Stored data:
"""

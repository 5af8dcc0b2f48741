use crate::error::CoreError;

/// 70 caractères — Paul Bourke, résolution maximale (dense→clair). Rampe par défaut.
pub const CHARSET_FULL: &str =
    "$@B%8&WM#*oahkbdpqwmZO0QLCJUYXzcvunxrjft/\\|()1{}[]?-_+~<>i!lI;:,\"^`'. ";

/// 10 caractères — compact, bon contraste.
pub const CHARSET_COMPACT: &str = "@%#*+=-:. ";

/// Blocs Unicode — pseudo-pixels.
pub const CHARSET_BLOCKS: &str = "█▓▒░ ";

/// Minimal — haut contraste.
pub const CHARSET_MINIMAL: &str = "█▓▒░:. ";

/// Named presets, all ordered densest glyph first.
pub const PRESETS: &[(&str, &str)] = &[
    ("full", CHARSET_FULL),
    ("compact", CHARSET_COMPACT),
    ("blocks", CHARSET_BLOCKS),
    ("minimal", CHARSET_MINIMAL),
];

/// Look up a preset charset by name (case-insensitive).
///
/// # Example
/// ```
/// use ag_core::charset::{preset, CHARSET_COMPACT};
/// assert_eq!(preset("Compact"), Some(CHARSET_COMPACT));
/// assert_eq!(preset("nope"), None);
/// ```
#[must_use]
pub fn preset(name: &str) -> Option<&'static str> {
    PRESETS
        .iter()
        .find(|(n, _)| n.eq_ignore_ascii_case(name))
        .map(|&(_, charset)| charset)
}

/// Ordered glyph sequence used to represent the luminance range.
///
/// Glyphs are stored densest first. Sample `v` lands in bucket
/// `floor(v / 256 * len)` and selects the glyph at the *reversed* index
/// `len - 1 - bucket`, so black maps to the last glyph and white to the first.
///
/// # Example
/// ```
/// use ag_core::charset::CharacterRamp;
/// let ramp = CharacterRamp::new("@#:. ").unwrap();
/// assert_eq!(ramp.glyph_for(0), ' ');
/// assert_eq!(ramp.glyph_for(128), ':');
/// assert_eq!(ramp.glyph_for(255), '@');
/// ```
#[derive(Clone, Debug, PartialEq, Eq)]
pub struct CharacterRamp {
    glyphs: Vec<char>,
}

impl CharacterRamp {
    /// Build a ramp from a charset ordered densest→lightest.
    ///
    /// # Errors
    /// Returns [`CoreError::InvalidRamp`] if the charset has fewer than 2 glyphs.
    pub fn new(charset: &str) -> Result<Self, CoreError> {
        let glyphs: Vec<char> = charset.chars().collect();
        if glyphs.len() < 2 {
            return Err(CoreError::InvalidRamp { len: glyphs.len() });
        }
        Ok(Self { glyphs })
    }

    /// Number of glyphs in the ramp.
    #[must_use]
    pub fn len(&self) -> usize {
        self.glyphs.len()
    }

    /// Always false: construction rejects short ramps.
    #[must_use]
    pub fn is_empty(&self) -> bool {
        self.glyphs.is_empty()
    }

    /// The glyphs, densest first.
    #[must_use]
    pub fn glyphs(&self) -> &[char] {
        &self.glyphs
    }

    /// Bucket index `floor(v / 256 * len)`, clamped to `[0, len - 1]`.
    ///
    /// Divides by 256, not 255. Changing the divisor changes rendered output.
    #[inline(always)]
    #[must_use]
    pub fn bucket(&self, luminance: u8) -> usize {
        let len = self.glyphs.len();
        (usize::from(luminance) * len / 256).min(len - 1)
    }

    /// Map a luminance value [0..255] to its glyph (inverted index).
    #[inline(always)]
    #[must_use]
    pub fn glyph_for(&self, luminance: u8) -> char {
        self.glyphs[self.glyphs.len() - 1 - self.bucket(luminance)]
    }
}

impl Default for CharacterRamp {
    fn default() -> Self {
        Self {
            glyphs: CHARSET_FULL.chars().collect(),
        }
    }
}

#[cfg(test)]
mod tests {
    use super::*;

    #[test]
    fn full_ramp_has_70_glyphs() {
        assert_eq!(CharacterRamp::default().len(), 70);
    }

    #[test]
    fn inversion_maps_extremes() {
        let ramp = CharacterRamp::default();
        assert_eq!(ramp.bucket(0), 0);
        assert_eq!(ramp.glyph_for(0), ' ');
        assert_eq!(ramp.bucket(255), 69);
        assert_eq!(ramp.glyph_for(255), '$');
    }

    #[test]
    fn bucket_stays_in_bounds() {
        for len in 2..=300usize {
            let charset: String = (0..len)
                .map(|i| char::from_u32(0x4E00 + i as u32).unwrap())
                .collect();
            let ramp = CharacterRamp::new(&charset).unwrap();
            for v in 0..=255u8 {
                let raw = usize::from(v) * len / 256;
                assert!(raw <= len, "index brut hors bornes à {v} (len {len})");
                assert!(ramp.bucket(v) < len);
            }
        }
    }

    #[test]
    fn bucket_matches_float_formula() {
        let ramp = CharacterRamp::default();
        for v in 0..=255u8 {
            let expected = (f64::from(v) / 256.0 * 70.0).floor() as usize;
            assert_eq!(ramp.bucket(v), expected.min(69));
        }
    }

    #[test]
    fn glyphs_monotonic_towards_dense() {
        let ramp = CharacterRamp::new("@%#*+=-:. ").unwrap();
        let mut prev = usize::MAX;
        for v in 0..=255u8 {
            let idx = ramp.len() - 1 - ramp.bucket(v);
            assert!(idx <= prev, "rampe non monotone à luminance {v}");
            prev = idx;
        }
    }

    #[test]
    fn short_ramps_are_rejected() {
        assert!(matches!(
            CharacterRamp::new(""),
            Err(CoreError::InvalidRamp { len: 0 })
        ));
        assert!(matches!(
            CharacterRamp::new("@"),
            Err(CoreError::InvalidRamp { len: 1 })
        ));
        assert!(CharacterRamp::new("@ ").is_ok());
    }

    #[test]
    fn multibyte_glyphs_count_as_one() {
        let ramp = CharacterRamp::new(CHARSET_BLOCKS).unwrap();
        assert_eq!(ramp.len(), 5);
        assert_eq!(ramp.glyph_for(255), '█');
        assert_eq!(ramp.glyph_for(0), ' ');
    }

    #[test]
    fn presets_resolve_and_are_valid() {
        for (name, charset) in PRESETS {
            assert_eq!(preset(name), Some(*charset));
            assert!(CharacterRamp::new(charset).is_ok());
        }
    }
}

"""

▸ **WHAT TO DO**
Repeat each line of the data exactly as it appears above.

▸ **RESULT FOR THIS TASK**
repository 5af8dcc0b2f48741
use crate::error::CoreError;

/// 70 caractères — Paul Bourke, résolution maximale (dense→clair). Rampe par défaut.
pub const CHARSET_FULL: &str =
    "$@B%8&WM#*oahkbdpqwmZO0QLCJUYXzcvunxrjft/\\|()1{}[]?-_+~<>i!lI;:,\"^`'. ";

/// 10 caractères — compact, bon contraste.
pub const CHARSET_COMPACT: &str = "@%#*+=-:. ";

/// Blocs Unicode — pseudo-pixels.
pub const CHARSET_BLOCKS: &str = "█▓▒░ ";

/// Minimal — haut contraste.
pub const CHARSET_MINIMAL: &str = "█▓▒░:. ";

/// Named presets, all ordered densest glyph first.
pub const PRESETS: &[(&str, &str)] = &[
    ("full", CHARSET_FULL),
    ("compact", CHARSET_COMPACT),
    ("blocks", CHARSET_BLOCKS),
    ("minimal", CHARSET_MINIMAL),
];

/// Look up a preset charset by name (case-insensitive).
///
/// # Example
/// ```
/// use ag_core::charset::{preset, CHARSET_COMPACT};
/// assert_eq!(preset("Compact"), Some(CHARSET_COMPACT));
/// assert_eq!(preset("nope"), None);
/// ```
#[must_use]
pub fn preset(name: &str) -> Option<&'static str> {
    PRESETS
        .iter()
        .find(|(n, _)| n.eq_ignore_ascii_case(name))
        .map(|&(_, charset)| charset)
}

/// Ordered glyph sequence used to represent the luminance range.
///
/// Glyphs are stored densest first. Sample `v` lands in bucket
/// `floor(v / 256 * len)` and selects the glyph at the *reversed* index
/// `len - 1 - bucket`, so black maps to the last glyph and white to the first.
///
/// # Example
/// ```
/// use ag_core::charset::CharacterRamp;
/// let ramp = CharacterRamp::new("@#:. ").unwrap();
/// assert_eq!(ramp.glyph_for(0), ' ');
/// assert_eq!(ramp.glyph_for(128), ':');
/// assert_eq!(ramp.glyph_for(255), '@');
/// ```
#[derive(Clone, Debug, PartialEq, Eq)]
pub struct CharacterRamp {
    glyphs: Vec<char>,
}

impl CharacterRamp {
    /// Build a ramp from a charset ordered densest→lightest.
    ///
    /// # Errors
    /// Returns [`CoreError::InvalidRamp`] if the charset has fewer than 2 glyphs.
    pub fn new(charset: &str) -> Result<Self, CoreError> {
        let glyphs: Vec<char> = charset.chars().collect();
        if glyphs.len() < 2 {
            return Err(CoreError::InvalidRamp { len: glyphs.len() });
        }
        Ok(Self { glyphs })
    }

    /// Number of glyphs in the ramp.
    #[must_use]
    pub fn len(&self) -> usize {
        self.glyphs.len()
    }

    /// Always false: construction rejects short ramps.
    #[must_use]
    pub fn is_empty(&self) -> bool {
        self.glyphs.is_empty()
    }

    /// The glyphs, densest first.
    #[must_use]
    pub fn glyphs(&self) -> &[char] {
        &self.glyphs
    }

    /// Bucket index `floor(v / 256 * len)`, clamped to `[0, len - 1]`.
    ///
    /// Divides by 256, not 255. Changing the divisor changes rendered output.
    #[inline(always)]
    #[must_use]
    pub fn bucket(&self, luminance: u8) -> usize {
        let len = self.glyphs.len();
        (usize::from(luminance) * len / 256).min(len - 1)
    }

    /// Map a luminance value [0..255] to its glyph (inverted index).
    #[inline(always)]
    #[must_use]
    pub fn glyph_for(&self, luminance: u8) -> char {
        self.glyphs[self.glyphs.len() - 1 - self.bucket(luminance)]
    }
}

impl Default for CharacterRamp {
    fn default() -> Self {
        Self {
            glyphs: CHARSET_FULL.chars().collect(),
        }
    }
}

#[cfg(test)]
mod tests {
    use super::*;

    #[test]
    fn full_ramp_has_70_glyphs() {
        assert_eq!(CharacterRamp::default().len(), 70);
    }

    #[test]
    fn inversion_maps_extremes() {
        let ramp = CharacterRamp::default();
        assert_eq!(ramp.bucket(0), 0);
        assert_eq!(ramp.glyph_for(0), ' ');
        assert_eq!(ramp.bucket(255), 69);
        assert_eq!(ramp.glyph_for(255), '$');
    }

    #[test]
    fn bucket_stays_in_bounds() {
        for len in 2..=300usize {
            let charset: String = (0..len)
                .map(|i| char::from_u32(0x4E00 + i as u32).unwrap())
                .collect();
            let ramp = CharacterRamp::new(&charset).unwrap();
            for v in 0..=255u8 {
                let raw = usize::from(v) * len / 256;
                assert!(raw <= len, "index brut hors bornes à {v} (len {len})");
                assert!(ramp.bucket(v) < len);
            }
        }
    }

    #[test]
    fn bucket_matches_float_formula() {
        let ramp = CharacterRamp::default();
        for v in 0..=255u8 {
            let expected = (f64::from(v) / 256.0 * 70.0).floor() as usize;
            assert_eq!(ramp.bucket(v), expected.min(69));
        }
    }

    #[test]
    fn glyphs_monotonic_towards_dense() {
        let ramp = CharacterRamp::new("@%#*+=-:. ").unwrap();
        let mut prev = usize::MAX;
        for v in 0..=255u8 {
            let idx = ramp.len() - 1 - ramp.bucket(v);
            assert!(idx <= prev, "rampe non monotone à luminance {v}");
            prev = idx;
        }
    }

    #[test]
    fn short_ramps_are_rejected() {
        assert!(matches!(
            CharacterRamp::new(""),
            Err(CoreError::InvalidRamp { len: 0 })
        ));
        assert!(matches!(
            CharacterRamp::new("@"),
            Err(CoreError::InvalidRamp { len: 1 })
        ));
        assert!(CharacterRamp::new("@ ").is_ok());
    }

    #[test]
    fn multibyte_glyphs_count_as_one() {
        let ramp = CharacterRamp::new(CHARSET_BLOCKS).unwrap();
        assert_eq!(ramp.len(), 5);
        assert_eq!(ramp.glyph_for(255), '█');
        assert_eq!(ramp.glyph_for(0), ' ');
    }

    #[test]
    fn presets_resolve_and_are_valid() {
        for (name, charset) in PRESETS {
            assert_eq!(preset(name), Some(*charset));
            assert!(CharacterRamp::new(charset).is_ok());
        }
    }
}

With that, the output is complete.